How YouTube Stores Its Data
YouTube has a massive amount of data to store, with millions of users all around the globe. There are rarely issues with uploads or streaming from their website, which begs the question: How do they store all that data?
Video files are large, and every day new users are creating content, interacting on the website. Many people purchase YouTube likes, further increasing the flow of traffic through YouTube.

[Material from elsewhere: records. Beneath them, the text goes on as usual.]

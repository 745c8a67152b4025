//! The three wire-facing endpoints (§6): `POST /assessment`, `POST
//! /response`, `POST /quiz`.
use std::sync::Arc;

use axum::extract::State;
use axum::Json;
use validator::Validate;

use iidp_core::ItemId;

use crate::error::ApiError;
use crate::types::{
    AssessmentResponseInput, LearnerProfileSummary, NextQuizRequest, QuizResponse,
    StartAssessmentRequest, SubmitResponseReply, SubmitResponseRequest,
};
use crate::AppState;

fn validation_error(err: validator::ValidationErrors) -> ApiError {
    ApiError(iidp_core::IidpError::Precondition(err.to_string()))
}

pub async fn start_assessment(
    State(state): State<Arc<AppState>>,
    Json(req): Json<StartAssessmentRequest>,
) -> Result<Json<LearnerProfileSummary>, ApiError> {
    req.validate().map_err(validation_error)?;

    let responses: Vec<iidp_core::Response> = req
        .responses
        .iter()
        .map(|r: &AssessmentResponseInput| {
            let mut response = iidp_core::Response::from(r);
            response.learner_id = req.learner_id.clone();
            response
        })
        .collect();

    let profile = state
        .engine
        .start_assessment(&req.learner_id, &responses)
        .await?;
    Ok(Json(LearnerProfileSummary::from(&profile)))
}

pub async fn submit_response(
    State(state): State<Arc<AppState>>,
    Json(req): Json<SubmitResponseRequest>,
) -> Result<Json<SubmitResponseReply>, ApiError> {
    req.validate().map_err(validation_error)?;

    let response = state
        .engine
        .submit_response(
            &req.learner_id,
            &ItemId::new(req.item_id),
            req.is_correct,
            req.elapsed_seconds,
        )
        .await?;
    Ok(Json(SubmitResponseReply::from(&response)))
}

pub async fn next_quiz(
    State(state): State<Arc<AppState>>,
    Json(req): Json<NextQuizRequest>,
) -> Result<Json<QuizResponse>, ApiError> {
    req.validate().map_err(validation_error)?;

    let quiz = state.engine.next_quiz(&req.learner_id).await?;
    Ok(Json(QuizResponse::from(&quiz)))
}

#[derive(serde::Serialize)]
pub struct HealthResponse {
    pub status: &'static str,
    pub version: String,
}

pub async fn health() -> Json<HealthResponse> {
    Json(HealthResponse {
        status: "ok",
        version: env!("CARGO_PKG_VERSION").to_string(),
    })
}

#[derive(serde::Serialize)]
pub struct ReadyResponse {
    pub status: &'static str,
    pub database: &'static str,
}

pub async fn ready(State(state): State<Arc<AppState>>) -> Json<ReadyResponse> {
    let database = match iidp_storage::check_connection(&state.pool).await {
        Ok(()) => "connected",
        Err(_) => "disconnected",
    };
    Json(ReadyResponse {
        status: if database == "connected" { "ok" } else { "degraded" },
        database,
    })
}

Their data is stored along with the rest of Google’s data, using Google’s innovative storage solution, Google BigTable. They also employ a lot of
How Much Data Does YouTube Need?
YouTube has come a long, long way since its launch in 2005. At the moment, no one really knows how much data is stored for YouTube alone. This is not surprising, given that there are over 50,000 hours of video uploaded daily on their servers. You can imagine that if they’d ever reveal the size of their database, it would be a fluctuating number that is steadily increasing.
What Is Google BigTable?
BigTable is a compressed wide-column storage system that Google uses to store data on an enormous scale. Development of BigTable began in 2004, and it was launched within the next year. It was the most innovative storage solution available at the time and is now used to store data for multiple Google applications such as Google Earth, YouTube, Google Maps, and many more (up to sixty Google products).
By using its own database, Google was able to increase its scalability and improve performance. They have obviously achieved both tasks because Google and its products are current market leaders in many industries. They hold the top two spots for the largest search engines in the world (Google and YouTube).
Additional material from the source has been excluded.